Who doesn’t love the Alan and Marilyn Bergman Songbook? And any record that celebrates it deserves to be heard. Monika Ryan’s ‘Windmills’ is a collection of these songs, and I appreciate her effort, but I have to say I can’t remember the last time I listened to a singer and disagree with how she mostly interpret songs. ‘A Love Like Ours’ is one of my favorite Bergman songs of all time and I don’t think I have heard such a bad version of it till now. Her careless lyric interpretation strips all the tenderness and poignancy of the song’s lyrics. Look, I know that she probably fancies herself a jazz singer, and sure, this album shows more ;rhythmic’ takes of these songs, but let’s just say I probably will never spin this record again. Her versions just do not appeal to me, and actually, if I may be honest, I think she does not give these songs any justice. More power to those who enjoy this record, but for me, it’s a HARD pass.
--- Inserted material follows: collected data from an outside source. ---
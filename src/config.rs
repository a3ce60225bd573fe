//! Tunables for the table and the file buffer.
//!
//! These are passed into constructors rather than read from globals so that
//! tests can drive tiny tables deterministically.

use crate::error::ConfigError;

pub const DEFAULT_TABLE_CAPACITY: usize = 256;
pub const DEFAULT_LOAD_FACTOR: f64 = 0.75;
pub const DEFAULT_SCALE_FACTOR: usize = 2;
pub const DEFAULT_BUFFER_CAPACITY: usize = 512;

#[derive(Copy, Clone, Debug, PartialEq)]
pub struct TableConfig {
    /// Slot count of a freshly created table.
    pub initial_capacity: usize,
    /// Maximum `count / capacity` tolerated after an insertion.
    pub load_factor: f64,
    /// Capacity multiplier applied by `expand`.
    pub scale_factor: usize,
}

impl Default for TableConfig {
    fn default() -> Self {
        Self {
            initial_capacity: DEFAULT_TABLE_CAPACITY,
            load_factor: DEFAULT_LOAD_FACTOR,
            scale_factor: DEFAULT_SCALE_FACTOR,
        }
    }
}

impl TableConfig {
    pub fn with_capacity(initial_capacity: usize) -> Self {
        Self {
            initial_capacity,
            ..Self::default()
        }
    }

    pub fn validate(&self) -> Result<(), ConfigError> {
        if self.initial_capacity == 0 {
            return Err(ConfigError::ZeroTableCapacity);
        }
        // NaN fails both comparisons and is rejected here too.
        if !(self.load_factor > 0.0 && self.load_factor < 1.0) {
            return Err(ConfigError::LoadFactorOutOfRange(self.load_factor));
        }
        if self.scale_factor < 2 {
            return Err(ConfigError::ScaleFactorTooSmall(self.scale_factor));
        }
        Ok(())
    }
}

#[derive(Copy, Clone, Debug, PartialEq, Eq)]
pub struct BufferConfig {
    /// Capacity reserved on the first append into an empty buffer.
    pub initial_capacity: usize,
}

impl Default for BufferConfig {
    fn default() -> Self {
        Self {
            initial_capacity: DEFAULT_BUFFER_CAPACITY,
        }
    }
}

impl BufferConfig {
    pub fn validate(&self) -> Result<(), ConfigError> {
        if self.initial_capacity == 0 {
            return Err(ConfigError::ZeroBufferCapacity);
        }
        Ok(())
    }
}

#[cfg(test)]
mod tests {
    use super::*;

    #[test]
    fn defaults_are_valid() {
        assert!(TableConfig::default().validate().is_ok());
        assert!(BufferConfig::default().validate().is_ok());
        assert_eq!(TableConfig::default().initial_capacity, 256);
        assert_eq!(BufferConfig::default().initial_capacity, 512);
    }

    #[test]
    fn rejects_bad_values() {
        let bad = TableConfig::with_capacity(0);
        assert_eq!(bad.validate(), Err(ConfigError::ZeroTableCapacity));

        for lf in [0.0, 1.0, 1.5, -0.1, f64::NAN] {
            let cfg = TableConfig {
                load_factor: lf,
                ..TableConfig::default()
            };
            assert!(matches!(
                cfg.validate(),
                Err(ConfigError::LoadFactorOutOfRange(_))
            ));
        }

        let cfg = TableConfig {
            scale_factor: 1,
            ..TableConfig::default()
        };
        assert_eq!(cfg.validate(), Err(ConfigError::ScaleFactorTooSmall(1)));

        let buf = BufferConfig {
            initial_capacity: 0,
        };
        assert_eq!(buf.validate(), Err(ConfigError::ZeroBufferCapacity));
    }
}
#![cfg(test)]

// Property tests for WordTable kept inside the crate so they can observe
// slot placement alongside the public surface.

use crate::config::TableConfig;
use crate::fnv::{BuildFnv1a32, BuildFnv1a64};
use crate::view::StrView;
use crate::word_table::{InsertOutcome, WordTable};
use proptest::prelude::*;
use std::collections::HashMap;
use std::hash::{BuildHasher, Hasher};

// Pool-indexed operations so shrinking moves toward earlier, shorter keys.
#[derive(Clone, Debug)]
enum Op {
    Insert(usize, i64),
    InsertGrowing(usize, i64),
    Get(usize),
    Miss(String),
    Expand,
}

fn arb_scenario() -> impl Strategy<Value = (usize, Vec<String>, Vec<Op>)> {
    (2usize..=8, proptest::collection::vec("[a-z]{1,6}", 1..=24)).prop_flat_map(|(cap, pool)| {
        let idx = 0..pool.len();
        let op = prop_oneof![
            (idx.clone(), any::<i64>()).prop_map(|(i, v)| Op::Insert(i, v)),
            (idx.clone(), any::<i64>()).prop_map(|(i, v)| Op::InsertGrowing(i, v)),
            idx.clone().prop_map(Op::Get),
            "[A-Z]{1,4}".prop_map(Op::Miss),
            Just(Op::Expand),
        ];
        proptest::collection::vec(op, 1..80).prop_map(move |ops| (cap, pool.clone(), ops))
    })
}

// Property: state-machine equivalence against std HashMap (first insert wins).
// Invariants exercised across random operation sequences:
// - Duplicates leave count and value untouched.
// - `get` agrees with the model for present and absent keys.
// - `expand` preserves count and contents; capacity only grows.
// - `insert_growing` keeps the load at or under the threshold.
// - `iter` yields exactly the model's entries.
proptest! {
    #![proptest_config(ProptestConfig { cases: 128, .. ProptestConfig::default() })]
    #[test]
    fn prop_state_machine((cap, pool, ops) in arb_scenario()) {
        let config = TableConfig::with_capacity(cap);
        let mut sut: WordTable<'_> = WordTable::with_config(config).unwrap();
        let mut model: HashMap<&[u8], i64, BuildFnv1a64> = HashMap::with_hasher(BuildFnv1a64);

        for op in ops {
            let cap_before = sut.capacity();
            match op {
                Op::Insert(i, v) => {
                    let key = StrView::from(pool[i].as_str());
                    let present = model.contains_key(key.as_bytes());
                    if !present && sut.len() == sut.capacity() {
                        // Precondition of raw insert: headroom for an absent key.
                        sut.expand().unwrap();
                    }
                    let out = sut.insert(key, v);
                    prop_assert_eq!(out.is_inserted(), !present);
                    model.entry(key.as_bytes()).or_insert(v);
                }
                Op::InsertGrowing(i, v) => {
                    let key = StrView::from(pool[i].as_str());
                    let present = model.contains_key(key.as_bytes());
                    let must_grow = !present && sut.needs_expand();
                    let out = sut.insert_growing(key, v).unwrap();
                    match out {
                        InsertOutcome::Inserted { .. } => prop_assert!(!present),
                        InsertOutcome::Duplicate { index } => {
                            prop_assert!(present);
                            prop_assert_eq!(sut.slot_of(key), Some(index));
                        }
                    }
                    prop_assert_eq!(sut.capacity() > cap_before, must_grow);
                    if must_grow {
                        prop_assert!(sut.load_factor() <= config.load_factor);
                    }
                    model.entry(key.as_bytes()).or_insert(v);
                }
                Op::Get(i) => {
                    let key = StrView::from(pool[i].as_str());
                    prop_assert_eq!(sut.get(key), model.get(key.as_bytes()));
                }
                Op::Miss(s) => {
                    prop_assert_eq!(sut.get(StrView::from(s.as_str())), None);
                }
                Op::Expand => {
                    let before = sut.len();
                    sut.expand().unwrap();
                    prop_assert_eq!(sut.capacity(), cap_before * 2);
                    prop_assert_eq!(sut.len(), before);
                }
            }

            prop_assert!(sut.capacity() >= cap_before);
            prop_assert!(sut.len() <= sut.capacity());
            prop_assert_eq!(sut.len(), model.len());
        }

        let mut seen: Vec<(&[u8], i64)> = sut.iter().map(|(k, v)| (k.as_bytes(), *v)).collect();
        let mut expected: Vec<(&[u8], i64)> = model.iter().map(|(k, v)| (*k, *v)).collect();
        seen.sort();
        expected.sort();
        prop_assert_eq!(seen, expected);
    }
}

// Property: linear probing leaves no gap between a key's home bucket and the
// slot it finally occupies.
proptest! {
    #[test]
    fn prop_slot_on_probe_path(keys in proptest::collection::hash_set("[a-z0-9]{1,8}", 1..40)) {
        let mut t: WordTable<'_> = WordTable::with_config(TableConfig::with_capacity(4)).unwrap();
        for k in &keys {
            t.insert_growing(StrView::from(k.as_str()), 0).unwrap();
        }
        let cap = t.capacity();
        for k in &keys {
            let key = StrView::from(k.as_str());
            let mut hasher = BuildFnv1a32.build_hasher();
            hasher.write(key.as_bytes());
            let home = hasher.digest() as usize % cap;
            prop_assert_eq!(home, key.hash32() as usize % cap);
            let slot = t.slot_of(key).unwrap();
            let distance = (slot + cap - home) % cap;
            let path: Vec<usize> = (0..distance).map(|d| (home + d) % cap).collect();
            let occupied: Vec<usize> = path
                .iter()
                .copied()
                .filter(|&i| t.is_occupied(i))
                .collect();
            prop_assert_eq!(occupied, path);
        }
    }
}
//! Feed a stream of word views into a `WordTable`.

use crate::error::AllocError;
use crate::view::StrView;
use crate::word_table::{InsertOutcome, WordTable};

/// Tallies for one ingest run.
#[derive(Copy, Clone, Debug, Default, PartialEq, Eq)]
pub struct IngestStats {
    pub tokens: usize,
    pub inserted: usize,
    pub duplicates: usize,
    /// Insertions that landed past their home bucket.
    pub collisions: usize,
    pub expansions: usize,
}

/// Insert every word with its byte length as the value.
///
/// The table grows ahead of any insertion that would breach its load
/// factor. An allocation failure stops the run; entries inserted so far stay
/// in the table.
pub fn ingest<'a, I>(words: I, table: &mut WordTable<'a>) -> Result<IngestStats, AllocError>
where
    I: IntoIterator<Item = StrView<'a>>,
{
    let mut stats = IngestStats::default();
    for word in words {
        stats.tokens += 1;
        tracing::trace!(load_factor = table.load_factor(), "table load");

        let before = table.capacity();
        let outcome = table.insert_growing(word, word.len() as i64)?;
        if table.capacity() != before {
            stats.expansions += 1;
        }

        match outcome {
            InsertOutcome::Inserted {
                index,
                displacement,
            } => {
                stats.inserted += 1;
                if displacement > 0 {
                    stats.collisions += 1;
                    tracing::debug!(%word, index, displacement, "collision resolved by probing");
                } else {
                    tracing::trace!(%word, index, "inserted");
                }
            }
            InsertOutcome::Duplicate { index } => {
                stats.duplicates += 1;
                tracing::debug!(%word, index, "already in the table");
            }
        }
    }
    tracing::info!(
        tokens = stats.tokens,
        unique = table.len(),
        capacity = table.capacity(),
        expansions = stats.expansions,
        "ingest complete"
    );
    Ok(stats)
}

/// `key → value` when present, `key not found` otherwise.
pub fn lookup_report(table: &WordTable<'_>, key: StrView<'_>) -> String {
    match table.get(key) {
        Some(value) => format!("{key} → {value}"),
        None => format!("{key} not found"),
    }
}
Never judge anything by its cover. I took one look at the album cover of Rich Howard’s ‘I Wish You Love.’ and thought to myself, I probably will not liek this album. I don’t gravitate towards male singers, and yes, I admit, I judged. But about three songs into the album, I thought, well, this isn’t bad at all. This album of standards is sung competently, and tenderly (perhaps that’s why I like it) and the choice of songs well thought out. I liked his wistful title track of ‘I Wish You Love,’ and I don’t know why, I am liking all renditions of ‘An Affair To Remember’ lately. Curiously, though, there doesn’t seem to be a lot of information on the internet about Mr. Howard. He doesn’t have a website, and I think he is New York based (there’s a cryptic comment somewhere that his album was assembled by New York City musicians) But, I like a lto of what I have heard, and this is available on Spotify, so go on and listen there!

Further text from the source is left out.